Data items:
•••••
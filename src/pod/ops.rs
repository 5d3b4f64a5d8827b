#![forbid(unsafe_code)]

use blake3::Hasher;
use std::collections::HashMap;
use std::path::{Path, PathBuf};
use walkdir::WalkDir;

use crate::pod::error::{PodError, PodResult};
use crate::pod::format::EntryInfo;
use crate::pod::path::{archive_output_dir, is_pod_file, matches_filter, to_host_path};
use crate::pod::read::Archive;

/// Settings for `extract`, filled from the command line.
#[derive(Debug, Clone, Default)]
pub struct ExtractOptions {
    /// Only extract entries whose archive path contains one of these.
    pub filters: Vec<String>,
    /// Descend into subdirectories when the input is a directory.
    pub recursive: bool,
    /// Reject archives whose ident is not `POD3`.
    pub strict: bool,
}

#[derive(Debug, Clone, Copy, PartialEq, Eq)]
pub enum ExtractStage {
    Archive,
    Entry,
}

#[derive(Debug, Clone)]
pub struct ExtractProgress {
    pub stage: ExtractStage,
    pub done: u64,
    pub total: u64,
    pub item: Option<String>,
}

#[derive(Debug)]
pub struct EntryFailure {
    pub index: usize,
    /// Resolved name, when resolution got that far.
    pub name: Option<String>,
    pub error: PodError,
}

#[derive(Debug)]
pub struct ArchiveReport {
    pub archive: PathBuf,
    pub output_dir: PathBuf,
    pub extracted: usize,
    /// Entries left out by the name filter.
    pub filtered: usize,
    pub failures: Vec<EntryFailure>,
    /// Set when the output filesystem became unusable mid-archive.
    pub aborted: bool,
}

impl ArchiveReport {
    pub fn is_clean(&self) -> bool {
        self.failures.is_empty() && !self.aborted
    }
}

/// An archive that could not be decoded at all.
#[derive(Debug)]
pub struct ArchiveFailure {
    pub archive: PathBuf,
    pub error: PodError,
}

#[derive(Debug, Default)]
pub struct BatchReport {
    pub archives: Vec<Result<ArchiveReport, ArchiveFailure>>,
}

impl BatchReport {
    pub fn failed_archives(&self) -> usize {
        self.archives.iter().filter(|a| a.is_err()).count()
    }

    pub fn failed_entries(&self) -> usize {
        self.archives
            .iter()
            .filter_map(|a| a.as_ref().ok())
            .map(|r| r.failures.len())
            .sum()
    }

    pub fn extracted_entries(&self) -> usize {
        self.archives
            .iter()
            .filter_map(|a| a.as_ref().ok())
            .map(|r| r.extracted)
            .sum()
    }

    pub fn is_success(&self) -> bool {
        self.archives
            .iter()
            .all(|a| a.as_ref().is_ok_and(ArchiveReport::is_clean))
    }
}

/// Extract a single archive or every archive in a directory.
pub fn extract(input: &Path, output: &Path, opts: &ExtractOptions) -> PodResult<BatchReport> {
    extract_with_progress(input, output, opts, &mut |_| {})
}

pub fn extract_with_progress(
    input: &Path,
    output: &Path,
    opts: &ExtractOptions,
    on_progress: &mut dyn FnMut(ExtractProgress),
) -> PodResult<BatchReport> {
    let (input_root, archives) = if input.is_dir() {
        (Some(input), find_archives(input, opts.recursive)?)
    } else if input.is_file() {
        (None, vec![input.to_path_buf()])
    } else {
        return Err(PodError::Invalid(format!(
            "input does not exist: {}",
            input.display()
        )));
    };

    log::info!("{} archive(s) under {}", archives.len(), input.display());

    let total = archives.len() as u64;
    let mut report = BatchReport::default();
    let mut claimed: Vec<(PathBuf, PathBuf)> = Vec::new();
    for (i, pod) in archives.into_iter().enumerate() {
        on_progress(ExtractProgress {
            stage: ExtractStage::Archive,
            done: i as u64,
            total,
            item: Some(pod.display().to_string()),
        });

        let res = claim_output(&mut claimed, input_root, &pod, output)
            .and_then(|dest| extract_archive(&pod, &dest, opts, on_progress))
            .map_err(|error| {
                log::warn!("{}: {error}", pod.display());
                ArchiveFailure {
                    archive: pod.clone(),
                    error,
                }
            });
        report.archives.push(res);
    }
    Ok(report)
}

/// Reserve the output directory for `pod`. Two archives may not share an
/// output directory or nest one inside the other.
fn claim_output(
    claimed: &mut Vec<(PathBuf, PathBuf)>,
    input_root: Option<&Path>,
    pod: &Path,
    output: &Path,
) -> PodResult<PathBuf> {
    let dest = archive_output_dir(input_root, pod, output)?;
    if let Some((_, other)) = claimed
        .iter()
        .find(|(d, _)| dest.starts_with(d) || d.starts_with(&dest))
    {
        return Err(PodError::OutputCollision {
            path: dest,
            other: other.clone(),
        });
    }
    claimed.push((dest.clone(), pod.to_path_buf()));
    Ok(dest)
}

/// Archive files (symlinks followed), sorted by path.
pub fn find_archives(dir: &Path, recursive: bool) -> PodResult<Vec<PathBuf>> {
    let mut walk = WalkDir::new(dir).min_depth(1).follow_links(false);
    if !recursive {
        walk = walk.max_depth(1);
    }

    let mut out = Vec::new();
    for ent in walk.sort_by_file_name() {
        let ent = ent.map_err(|e| {
            let msg = e.to_string();
            let io = e
                .into_io_error()
                .unwrap_or_else(|| std::io::Error::new(std::io::ErrorKind::Other, msg));
            PodError::Io(io)
        })?;

        if !is_pod_file(ent.path()) {
            continue;
        }
        if ent.path().is_file() {
            out.push(ent.into_path());
        } else {
            log::debug!("skipping non-file {}", ent.path().display());
        }
    }
    Ok(out)
}

/// Extract one archive file into `dest`.
pub fn extract_archive(
    pod: &Path,
    dest: &Path,
    opts: &ExtractOptions,
    on_progress: &mut dyn FnMut(ExtractProgress),
) -> PodResult<ArchiveReport> {
    let data = std::fs::read(pod)?;
    let mut report = extract_bytes(&data, dest, opts, on_progress)?;
    report.archive = pod.to_path_buf();
    Ok(report)
}

/// Walk an in-memory archive and write every entry under `dest`.
/// Header and table errors are returned; entry errors land in the report.
pub fn extract_bytes(
    data: &[u8],
    dest: &Path,
    opts: &ExtractOptions,
    on_progress: &mut dyn FnMut(ExtractProgress),
) -> PodResult<ArchiveReport> {
    let archive = if opts.strict {
        Archive::parse_strict(data)?
    } else {
        Archive::parse(data)?
    };

    log::debug!(
        "{} entries, table at {}, names at {}",
        archive.header.entry_count,
        archive.header.entry_offset,
        archive.header.names_start()
    );

    let mut report = ArchiveReport {
        archive: PathBuf::new(),
        output_dir: dest.to_path_buf(),
        extracted: 0,
        filtered: 0,
        failures: Vec::new(),
        aborted: false,
    };

    let total = archive.entries.len() as u64;
    let mut written: HashMap<PathBuf, usize> = HashMap::new();
    for index in 0..archive.entries.len() {
        let name = match archive.name(index) {
            Ok(n) => n,
            Err(error) => {
                log::warn!("entry {index}: {error}");
                report.failures.push(EntryFailure {
                    index,
                    name: None,
                    error,
                });
                continue;
            }
        };

        if !matches_filter(&name, &opts.filters) {
            report.filtered += 1;
            continue;
        }

        on_progress(ExtractProgress {
            stage: ExtractStage::Entry,
            done: index as u64,
            total,
            item: Some(name.clone()),
        });

        match extract_entry(&archive, index, &name, dest, &mut written) {
            Ok(path) => {
                log::debug!("entry {index}: {name} -> {}", path.display());
                report.extracted += 1;
            }
            Err(error) => {
                log::warn!("entry {index} ({name}): {error}");
                let fatal = error.is_filesystem_unusable();
                report.failures.push(EntryFailure {
                    index,
                    name: Some(name),
                    error,
                });
                if fatal {
                    report.aborted = true;
                    break;
                }
            }
        }
    }

    Ok(report)
}

fn extract_entry(
    archive: &Archive<'_>,
    index: usize,
    name: &str,
    dest: &Path,
    written: &mut HashMap<PathBuf, usize>,
) -> PodResult<PathBuf> {
    let content = archive.content(index)?;
    let rel = to_host_path(name)?;
    if let Some(&first) = written.get(&rel) {
        return Err(PodError::DuplicatePath {
            index,
            path: rel,
            first,
        });
    }
    let out_path = dest.join(&rel);
    write_output(&out_path, content)?;
    written.insert(rel, index);
    Ok(out_path)
}

fn write_output(path: &Path, content: &[u8]) -> PodResult<()> {
    let write_err = |source| PodError::OutputWrite {
        path: path.to_path_buf(),
        source,
    };
    if let Some(parent) = path.parent() {
        std::fs::create_dir_all(parent).map_err(write_err)?;
    }
    std::fs::write(path, content).map_err(write_err)
}

/// Read archive entries with names resolved (without writing anything).
pub fn entries(pod: &Path) -> PodResult<Vec<EntryInfo>> {
    let data = std::fs::read(pod)?;
    let archive = Archive::parse(&data)?;

    Ok(archive
        .entries
        .iter()
        .enumerate()
        .map(|(index, e)| EntryInfo {
            index,
            name: archive.name(index).map_err(|err| err.to_string()),
            size: e.size,
            offset: e.offset,
            timestamp: e.timestamp,
            checksum: e.checksum,
            content_hash_hex: archive.content(index).ok().map(|c| {
                let mut hasher = Hasher::new();
                hasher.update(c);
                hasher.finalize().to_hex().to_string()
            }),
        })
        .collect())
}

pub fn list(pod: &Path, verbose: bool) -> PodResult<()> {
    for e in entries(pod)? {
        let name = e.name.unwrap_or_else(|err| format!("<{err}>"));
        if verbose {
            println!(
                "{}  off={} len={} time={} crc={:08x} hash={}",
                name,
                e.offset,
                e.size,
                e.timestamp,
                e.checksum,
                e.content_hash_hex.as_deref().unwrap_or("-")
            );
        } else {
            println!("{name}");
        }
    }
    Ok(())
}

pub fn info(pod: &Path) -> PodResult<()> {
    let data = std::fs::read(pod)?;
    let archive = Archive::parse(&data)?;
    let h = &archive.header;

    println!("ident        : {}", String::from_utf8_lossy(&h.ident));
    println!("checksum     : {:08x}", h.checksum);
    println!("comment      : {}", h.comment);
    println!("entry_count  : {}", h.entry_count);
    println!("audit_count  : {}", h.audit_count);
    println!("revision     : {}", h.revision);
    println!("priority     : {}", h.priority);
    println!("author       : {}", h.author);
    println!("copyright    : {}", h.copyright);
    println!("entry_offset : {}", h.entry_offset);
    println!("entry_crc    : {:08x}", h.entry_crc);
    println!("names_size   : {}", h.names_size);
    println!("depends_count: {}", h.depends_count);
    println!("depends_crc  : {:08x}", h.depends_crc);
    println!("audits_crc   : {:08x}", h.audits_crc);
    println!("names_start  : {}", h.names_start());
    println!("reserved     : {} bytes (unparsed)", archive.reserved().len());
    Ok(())
}

/// Every problem found in an archive, without writing anything.
pub fn problems(archive: &Archive<'_>) -> Vec<EntryFailure> {
    let mut out = Vec::new();
    let mut seen: HashMap<PathBuf, usize> = HashMap::new();
    for index in 0..archive.entries.len() {
        let name = match archive.name(index) {
            Ok(n) => n,
            Err(error) => {
                out.push(EntryFailure {
                    index,
                    name: None,
                    error,
                });
                continue;
            }
        };
        let checked = to_host_path(&name).and_then(|rel| {
            archive.content(index)?;
            match seen.get(&rel) {
                Some(&first) => Err(PodError::DuplicatePath {
                    index,
                    path: rel,
                    first,
                }),
                None => {
                    seen.insert(rel, index);
                    Ok(())
                }
            }
        });
        if let Err(error) = checked {
            out.push(EntryFailure {
                index,
                name: Some(name),
                error,
            });
        }
    }
    out
}

pub fn verify(pod: &Path) -> PodResult<()> {
    let data = std::fs::read(pod)?;
    let archive = Archive::parse(&data)?;
    let total = archive.entries.len();
    let found = problems(&archive);

    for p in &found {
        println!("entry {} ({}): {}", p.index, p.name.as_deref().unwrap_or("?"), p.error);
    }
    if !found.is_empty() {
        return Err(PodError::Invalid(format!(
            "{} of {} entries are damaged",
            found.len(),
            total
        )));
    }

    println!("ok: {total} entries");
    Ok(())
}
•••••
# WHAT TO WORK ON
Restate the records above verbatim up to and including the line containing "use crate::pod::format::EntryInfo;".

# ANSWER SECTION
filename src/pod/ops.rs
repository 5d3b4f64a5d8827b
#![forbid(unsafe_code)]

use blake3::Hasher;
use std::collections::HashMap;
use std::path::{Path, PathBuf};
use walkdir::WalkDir;

use crate::pod::error::{PodError, PodResult};
use crate::pod::format::EntryInfo;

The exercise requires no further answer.